Records for processing START
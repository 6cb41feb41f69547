// Copyright 2024 Neural Sovereign Network
// This file is part of NSN Chain.

//! Historical voting power queries.
//!
//! Block queries locate the last checkpoint at or before the block, resolve
//! the block's timestamp from the bracketing global points and extrapolate.
//! Timestamp queries locate the last checkpoint at or before the timestamp
//! and extrapolate, walking the slope-change schedule for the aggregate.

use crate::{
    pallet::{BalanceOf, Config, Error, Pallet, SlopeChanges, SupplyPoints, UserPoints},
    types::Point,
};
use frame_support::{ensure, traits::Get};
use frame_system::pallet_prelude::BlockNumberFor;
use sp_runtime::{traits::SaturatedConversion, DispatchError};

/// Last index in `[low, high]` whose key is `<= target`.
///
/// Keys must be non-decreasing over the range. Ties resolve to the highest
/// index. Returns `low` when no key qualifies; callers check the key of the
/// returned index.
pub(crate) fn find_point_index(
    low: u64,
    high: u64,
    target: u64,
    key: impl Fn(u64) -> u64,
) -> u64 {
    let (mut low, mut high) = (low, high);
    while low < high {
        let mid = low + (high - low + 1) / 2;
        if key(mid) <= target {
            low = mid;
        } else {
            high = mid - 1;
        }
    }
    low
}

impl<T: Config> Pallet<T> {
    /// Latest checkpoint of `who`, or the empty point.
    pub fn last_user_point(who: &T::AccountId) -> Point {
        match Self::user_point_count(who) {
            0 => Point::default(),
            count => Self::user_point(who, count - 1).unwrap_or_default(),
        }
    }

    /// Current voting power of `who`.
    pub fn votes(who: &T::AccountId) -> u128 {
        Self::last_user_point(who).power_at(Self::now()) as u128
    }

    /// Voting power of `who` at `ts`, extrapolated from the last checkpoint at
    /// or before `ts`.
    pub fn voting_power_at(who: &T::AccountId, ts: u64) -> u128 {
        match Self::user_point_by_time(who, ts) {
            Some(point) => point.power_at(ts) as u128,
            None => 0,
        }
    }

    /// Voting power of `who` as of `block`.
    ///
    /// # Errors
    /// * `WrongBlockNumber` - `block` is after the current block
    pub fn past_votes(who: &T::AccountId, block: BlockNumberFor<T>) -> Result<u128, DispatchError> {
        let block: u64 = block.saturated_into();
        let (_, ts) = Self::block_time(block)?;
        Ok(match Self::user_point_by_block(who, block) {
            Some(point) => point.power_at(ts) as u128,
            None => 0,
        })
    }

    /// Aggregate voting power as of `block`.
    ///
    /// # Errors
    /// * `WrongBlockNumber` - `block` is after the current block
    pub fn past_total_supply(block: BlockNumberFor<T>) -> Result<u128, DispatchError> {
        let (point, ts) = Self::block_time(block.saturated_into())?;
        Ok(Self::supply_locked_from(point, ts))
    }

    /// Tokens locked by `who` as of `block`.
    pub fn balance_of_at(
        who: &T::AccountId,
        block: BlockNumberFor<T>,
    ) -> Result<BalanceOf<T>, DispatchError> {
        let block: u64 = block.saturated_into();
        ensure!(block <= Self::current_block(), Error::<T>::WrongBlockNumber);
        let balance = Self::user_point_by_block(who, block).map_or(0, |point| point.balance);
        Ok(balance.saturated_into())
    }

    /// Total tokens locked as of `block`.
    pub fn total_supply_at(block: BlockNumberFor<T>) -> Result<BalanceOf<T>, DispatchError> {
        let block: u64 = block.saturated_into();
        ensure!(block <= Self::current_block(), Error::<T>::WrongBlockNumber);
        let (_, point) = Self::supply_point_by_block(block);
        Ok(point.balance.saturated_into())
    }

    /// Current aggregate voting power.
    pub fn total_supply_locked() -> u128 {
        Self::total_supply_locked_at(Self::now())
    }

    /// Aggregate voting power at `ts`, past or future.
    pub fn total_supply_locked_at(ts: u64) -> u128 {
        let num_points = Self::total_num_points();
        let index = find_point_index(0, num_points, ts, |i| SupplyPoints::<T>::get(i).ts);
        let point = SupplyPoints::<T>::get(index);
        if point.ts > ts {
            return 0;
        }
        Self::supply_locked_from(point, ts)
    }

    /// Global checkpoint in effect at `ts`.
    ///
    /// # Errors
    /// * `WrongTimestamp` - `ts` is in the future
    pub fn supply_point_at(ts: u64) -> Result<Point, DispatchError> {
        ensure!(ts <= Self::now(), Error::<T>::WrongTimestamp);
        let num_points = Self::total_num_points();
        let index = find_point_index(0, num_points, ts, |i| SupplyPoints::<T>::get(i).ts);
        Ok(SupplyPoints::<T>::get(index))
    }

    /// Checkpoint of `who` in effect at `ts`, or the empty point.
    ///
    /// # Errors
    /// * `WrongTimestamp` - `ts` is in the future
    pub fn user_point_at(who: &T::AccountId, ts: u64) -> Result<Point, DispatchError> {
        ensure!(ts <= Self::now(), Error::<T>::WrongTimestamp);
        Ok(Self::user_point_by_time(who, ts).unwrap_or_default())
    }

    fn user_point_by_time(who: &T::AccountId, ts: u64) -> Option<Point> {
        Self::user_point_by(who, ts, |point| point.ts)
    }

    fn user_point_by_block(who: &T::AccountId, block: u64) -> Option<Point> {
        Self::user_point_by(who, block, |point| point.block_number)
    }

    fn user_point_by(
        who: &T::AccountId,
        target: u64,
        key: impl Fn(&Point) -> u64,
    ) -> Option<Point> {
        let count = Self::user_point_count(who);
        if count == 0 {
            return None;
        }
        let point_key = |i| UserPoints::<T>::get(who, i).map_or(u64::MAX, |p| key(&p));
        let index = find_point_index(0, count - 1, target, point_key);
        UserPoints::<T>::get(who, index).filter(|point| key(point) <= target)
    }

    fn supply_point_by_block(block: u64) -> (u64, Point) {
        let num_points = Self::total_num_points();
        let index =
            find_point_index(0, num_points, block, |i| SupplyPoints::<T>::get(i).block_number);
        (index, SupplyPoints::<T>::get(index))
    }

    /// Global point at or before `block` and the timestamp of `block`.
    ///
    /// The timestamp is interpolated between the located point and the next
    /// one, or the current block and time when the point is the latest.
    fn block_time(block: u64) -> Result<(Point, u64), Error<T>> {
        let current_block = Self::current_block();
        ensure!(block <= current_block, Error::<T>::WrongBlockNumber);

        let (index, point) = Self::supply_point_by_block(block);
        let (block_span, time_span) = if index < Self::total_num_points() {
            let next = SupplyPoints::<T>::get(index + 1);
            (
                next.block_number.saturating_sub(point.block_number),
                next.ts.saturating_sub(point.ts),
            )
        } else {
            (
                current_block.saturating_sub(point.block_number),
                Self::now().saturating_sub(point.ts),
            )
        };

        let mut ts = point.ts;
        if block_span > 0 {
            let elapsed = u128::from(block.saturating_sub(point.block_number));
            let offset = u128::from(time_span).saturating_mul(elapsed) / u128::from(block_span);
            ts = ts.saturating_add(offset as u64);
        }
        Ok((point, ts))
    }

    /// Aggregate power at `ts` extrapolated from the global `point`.
    ///
    /// Steps through each epoch boundary up to `ts`, retiring scheduled
    /// slopes. Every lock ends within `MaxLockDuration` of any point, so the
    /// walk stops once the slope or bias is gone or that horizon is passed.
    pub(crate) fn supply_locked_from(point: Point, ts: u64) -> u128 {
        let epoch = T::EpochLength::get();
        let max_steps = T::MaxLockDuration::get() / epoch + 2;

        let mut last = point;
        let mut t_step = last.ts / epoch * epoch;
        for _ in 0..max_steps {
            t_step = t_step.saturating_add(epoch);
            let mut slope_change = 0;
            if t_step > ts {
                t_step = ts;
            } else {
                slope_change = SlopeChanges::<T>::get(t_step);
            }

            let elapsed = i128::from(t_step.saturating_sub(last.ts));
            last.bias = last.bias.saturating_sub(last.slope.saturating_mul(elapsed));
            if t_step == ts || last.bias <= 0 {
                break;
            }
            last.slope = last.slope.saturating_sub(slope_change);
            last.ts = t_step;
            if last.slope <= 0 {
                break;
            }
        }
        last.bias.max(0) as u128
    }
}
Records for processing END
▶ Task instructions: Lines to set down from above: the line with "while low <", the line with "pub fn votes(who: &T::AccountId)", and every line between, each exactly as written.

▶ Written answer:
    while low < high {
        let mid = low + (high - low + 1) / 2;
        if key(mid) <= target {
            low = mid;
        } else {
            high = mid - 1;
        }
    }
    low
}

impl<T: Config> Pallet<T> {
    /// Latest checkpoint of `who`, or the empty point.
    pub fn last_user_point(who: &T::AccountId) -> Point {
        match Self::user_point_count(who) {
            0 => Point::default(),
            count => Self::user_point(who, count - 1).unwrap_or_default(),
        }
    }

    /// Current voting power of `who`.
    pub fn votes(who: &T::AccountId) -> u128 {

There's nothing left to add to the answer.